_Instructions to follow:_ Each line of the material must reappear unchanged in the answer.
═══ Data listing
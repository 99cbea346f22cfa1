use ndarray::{Array1, Array2, ArrayView1};
use serde::{Deserialize, Serialize};

use crate::error::{Result, SpaceError};

/// Fitted linear reduction: standardize per feature, then project onto the
/// principal components.
#[derive(Debug, Clone, Serialize, Deserialize)]
pub struct ProjectionModel {
    mean: Array1<f32>,
    scale: Array1<f32>,
    /// Shape (reduced_dim, input_dim), one component per row.
    components: Array2<f32>,
    explained_variance_ratio: Vec<f32>,
}

impl ProjectionModel {
    pub fn new(
        mean: Vec<f32>,
        scale: Vec<f32>,
        components: Array2<f32>,
        explained_variance_ratio: Vec<f32>,
    ) -> Result<Self> {
        let model = Self {
            mean: Array1::from(mean),
            scale: Array1::from(scale),
            components,
            explained_variance_ratio,
        };
        model.validate()?;
        Ok(model)
    }

    /// Identity projection, for datasets whose features are already reduced.
    pub fn passthrough(dim: usize) -> Self {
        Self {
            mean: Array1::zeros(dim),
            scale: Array1::ones(dim),
            components: Array2::eye(dim),
            explained_variance_ratio: vec![1.0 / dim.max(1) as f32; dim],
        }
    }

    /// Checks that every fitted array agrees on the input dimensionality.
    pub fn validate(&self) -> Result<()> {
        let input_dim = self.components.ncols();
        if self.mean.len() != input_dim {
            return Err(SpaceError::invalid(format!(
                "mean has {} features, components expect {}",
                self.mean.len(),
                input_dim
            )));
        }
        if self.scale.len() != input_dim {
            return Err(SpaceError::invalid(format!(
                "scale has {} features, components expect {}",
                self.scale.len(),
                input_dim
            )));
        }
        if !self.explained_variance_ratio.is_empty()
            && self.explained_variance_ratio.len() != self.components.nrows()
        {
            return Err(SpaceError::invalid(format!(
                "{} explained variance ratios for {} components",
                self.explained_variance_ratio.len(),
                self.components.nrows()
            )));
        }
        if self.components.nrows() == 0 || input_dim == 0 {
            return Err(SpaceError::invalid("model has no components"));
        }
        Ok(())
    }

    pub fn input_dim(&self) -> usize {
        self.components.ncols()
    }

    pub fn reduced_dim(&self) -> usize {
        self.components.nrows()
    }

    /// Total share of variance retained by the components.
    pub fn explained_variance(&self) -> f32 {
        self.explained_variance_ratio.iter().sum()
    }

    /// Map a raw feature vector into the reduced space.
    pub fn project(&self, raw: &[f32]) -> Result<Vec<f32>> {
        if raw.len() != self.input_dim() {
            return Err(SpaceError::DimensionMismatch {
                expected: self.input_dim(),
                actual: raw.len(),
            });
        }

        let raw = ArrayView1::from(raw);
        let standardized: Array1<f32> = ndarray::Zip::from(&raw)
            .and(&self.mean)
            .and(&self.scale)
            .map_collect(|&x, &m, &s| {
                // sklearn leaves constant features unscaled
                let s = if s == 0.0 { 1.0 } else { s };
                (x - m) / s
            });

        Ok(self.components.dot(&standardized).to_vec())
    }
}

#[cfg(test)]
mod tests {
    use super::*;
    use ndarray::array;

    fn model() -> ProjectionModel {
        ProjectionModel::new(
            vec![1.0, 1.0, 1.0],
            vec![2.0, 0.0, 1.0],
            array![[1.0, 0.0, 0.0], [0.0, 1.0, 1.0]],
            vec![0.6, 0.3],
        )
        .unwrap()
    }

    #[test]
    fn test_project_standardizes_then_reduces() {
        let m = model();
        let out = m.project(&[3.0, 2.0, 4.0]).unwrap();
        // (3-1)/2 = 1; (2-1)/1 + (4-1)/1 = 4
        assert_eq!(out, vec![1.0, 4.0]);
        assert_eq!(m.input_dim(), 3);
        assert_eq!(m.reduced_dim(), 2);
        assert!((m.explained_variance() - 0.9).abs() < 1e-6);
    }

    #[test]
    fn test_project_rejects_wrong_length() {
        let err = model().project(&[1.0, 2.0]).unwrap_err();
        assert!(matches!(
            err,
            SpaceError::DimensionMismatch {
                expected: 3,
                actual: 2
            }
        ));
    }

    #[test]
    fn test_new_rejects_inconsistent_shapes() {
        let err = ProjectionModel::new(
            vec![0.0; 2],
            vec![1.0; 3],
            array![[1.0, 0.0, 0.0]],
            vec![],
        )
        .unwrap_err();
        assert!(matches!(err, SpaceError::InvalidArgument(_)));
    }

    #[test]
    fn test_passthrough_is_identity() {
        let m = ProjectionModel::passthrough(2);
        assert_eq!(m.project(&[0.25, -3.0]).unwrap(), vec![0.25, -3.0]);
    }
}
use std::path::Path;

use image::{imageops::FilterType, DynamicImage};

use crate::error::Result;

/// Turns an image into the raw feature vector the projection model was fit
/// on: resized, grayscale, scaled to [0, 1], flattened row-major.
#[derive(Debug, Clone, Copy, PartialEq, Eq)]
pub struct ImagePreprocessor {
    pub width: u32,
    pub height: u32,
}

impl Default for ImagePreprocessor {
    fn default() -> Self {
        Self {
            width: 128,
            height: 128,
        }
    }
}

impl ImagePreprocessor {
    pub fn new(width: u32, height: u32) -> Self {
        Self { width, height }
    }

    /// Length of every vector this preprocessor produces.
    pub fn feature_len(&self) -> usize {
        self.width as usize * self.height as usize
    }

    pub fn read_path(&self, path: impl AsRef<Path>) -> Result<Vec<f32>> {
        let img = image::open(path)?;
        Ok(self.features(&img))
    }

    pub fn read_bytes(&self, bytes: &[u8]) -> Result<Vec<f32>> {
        let img = image::load_from_memory(bytes)?;
        Ok(self.features(&img))
    }

    pub fn features(&self, img: &DynamicImage) -> Vec<f32> {
        let gray = img
            .resize_exact(self.width, self.height, FilterType::Triangle)
            .to_luma8();
        log::debug!(
            "preprocessed image: {}x{} -> {}x{}",
            img.width(),
            img.height(),
            self.width,
            self.height
        );
        gray.as_raw().iter().map(|&p| p as f32 / 255.0).collect()
    }
}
══════
_Result:_
repository 99cbea346f22cfa1
use ndarray::{Array1, Array2, ArrayView1};
use serde::{Deserialize, Serialize};

use crate::error::{Result, SpaceError};

/// Fitted linear reduction: standardize per feature, then project onto the
/// principal components.
#[derive(Debug, Clone, Serialize, Deserialize)]
pub struct ProjectionModel {
    mean: Array1<f32>,
    scale: Array1<f32>,
    /// Shape (reduced_dim, input_dim), one component per row.
    components: Array2<f32>,
    explained_variance_ratio: Vec<f32>,
}

impl ProjectionModel {
    pub fn new(
        mean: Vec<f32>,
        scale: Vec<f32>,
        components: Array2<f32>,
        explained_variance_ratio: Vec<f32>,
    ) -> Result<Self> {
        let model = Self {
            mean: Array1::from(mean),
            scale: Array1::from(scale),
            components,
            explained_variance_ratio,
        };
        model.validate()?;
        Ok(model)
    }

    /// Identity projection, for datasets whose features are already reduced.
    pub fn passthrough(dim: usize) -> Self {
        Self {
            mean: Array1::zeros(dim),
            scale: Array1::ones(dim),
            components: Array2::eye(dim),
            explained_variance_ratio: vec![1.0 / dim.max(1) as f32; dim],
        }
    }

    /// Checks that every fitted array agrees on the input dimensionality.
    pub fn validate(&self) -> Result<()> {
        let input_dim = self.components.ncols();
        if self.mean.len() != input_dim {
            return Err(SpaceError::invalid(format!(
                "mean has {} features, components expect {}",
                self.mean.len(),
                input_dim
            )));
        }
        if self.scale.len() != input_dim {
            return Err(SpaceError::invalid(format!(
                "scale has {} features, components expect {}",
                self.scale.len(),
                input_dim
            )));
        }
        if !self.explained_variance_ratio.is_empty()
            && self.explained_variance_ratio.len() != self.components.nrows()
        {
            return Err(SpaceError::invalid(format!(
                "{} explained variance ratios for {} components",
                self.explained_variance_ratio.len(),
                self.components.nrows()
            )));
        }
        if self.components.nrows() == 0 || input_dim == 0 {
            return Err(SpaceError::invalid("model has no components"));
        }
        Ok(())
    }

    pub fn input_dim(&self) -> usize {
        self.components.ncols()
    }

    pub fn reduced_dim(&self) -> usize {
        self.components.nrows()
    }

    /// Total share of variance retained by the components.
    pub fn explained_variance(&self) -> f32 {
        self.explained_variance_ratio.iter().sum()
    }

    /// Map a raw feature vector into the reduced space.
    pub fn project(&self, raw: &[f32]) -> Result<Vec<f32>> {
        if raw.len() != self.input_dim() {
            return Err(SpaceError::DimensionMismatch {
                expected: self.input_dim(),
                actual: raw.len(),
            });
        }

        let raw = ArrayView1::from(raw);
        let standardized: Array1<f32> = ndarray::Zip::from(&raw)
            .and(&self.mean)
            .and(&self.scale)
            .map_collect(|&x, &m, &s| {
                // sklearn leaves constant features unscaled
                let s = if s == 0.0 { 1.0 } else { s };
                (x - m) / s
            });

        Ok(self.components.dot(&standardized).to_vec())
    }
}

#[cfg(test)]
mod tests {
    use super::*;
    use ndarray::array;

    fn model() -> ProjectionModel {
        ProjectionModel::new(
            vec![1.0, 1.0, 1.0],
            vec![2.0, 0.0, 1.0],
            array![[1.0, 0.0, 0.0], [0.0, 1.0, 1.0]],
            vec![0.6, 0.3],
        )
        .unwrap()
    }

    #[test]
    fn test_project_standardizes_then_reduces() {
        let m = model();
        let out = m.project(&[3.0, 2.0, 4.0]).unwrap();
        // (3-1)/2 = 1; (2-1)/1 + (4-1)/1 = 4
        assert_eq!(out, vec![1.0, 4.0]);
        assert_eq!(m.input_dim(), 3);
        assert_eq!(m.reduced_dim(), 2);
        assert!((m.explained_variance() - 0.9).abs() < 1e-6);
    }

    #[test]
    fn test_project_rejects_wrong_length() {
        let err = model().project(&[1.0, 2.0]).unwrap_err();
        assert!(matches!(
            err,
            SpaceError::DimensionMismatch {
                expected: 3,
                actual: 2
            }
        ));
    }

    #[test]
    fn test_new_rejects_inconsistent_shapes() {
        let err = ProjectionModel::new(
            vec![0.0; 2],
            vec![1.0; 3],
            array![[1.0, 0.0, 0.0]],
            vec![],
        )
        .unwrap_err();
        assert!(matches!(err, SpaceError::InvalidArgument(_)));
    }

    #[test]
    fn test_passthrough_is_identity() {
        let m = ProjectionModel::passthrough(2);
        assert_eq!(m.project(&[0.25, -3.0]).unwrap(), vec![0.25, -3.0]);
    }
}
use std::path::Path;

use image::{imageops::FilterType, DynamicImage};

use crate::error::Result;

/// Turns an image into the raw feature vector the projection model was fit
/// on: resized, grayscale, scaled to [0, 1], flattened row-major.
#[derive(Debug, Clone, Copy, PartialEq, Eq)]
pub struct ImagePreprocessor {
    pub width: u32,
    pub height: u32,
}

impl Default for ImagePreprocessor {
    fn default() -> Self {
        Self {
            width: 128,
            height: 128,
        }
    }
}

impl ImagePreprocessor {
    pub fn new(width: u32, height: u32) -> Self {
        Self { width, height }
    }

    /// Length of every vector this preprocessor produces.
    pub fn feature_len(&self) -> usize {
        self.width as usize * self.height as usize
    }

    pub fn read_path(&self, path: impl AsRef<Path>) -> Result<Vec<f32>> {
        let img = image::open(path)?;
        Ok(self.features(&img))
    }

    pub fn read_bytes(&self, bytes: &[u8]) -> Result<Vec<f32>> {
        let img = image::load_from_memory(bytes)?;
        Ok(self.features(&img))
    }

    pub fn features(&self, img: &DynamicImage) -> Vec<f32> {
        let gray = img
            .resize_exact(self.width, self.height, FilterType::Triangle)
            .to_luma8();
        log::debug!(
            "preprocessed image: {}x{} -> {}x{}",
            img.width(),
            img.height(),
            self.width,
            self.height
        );
        gray.as_raw().iter().map(|&p| p as f32 / 255.0).collect()
    }
}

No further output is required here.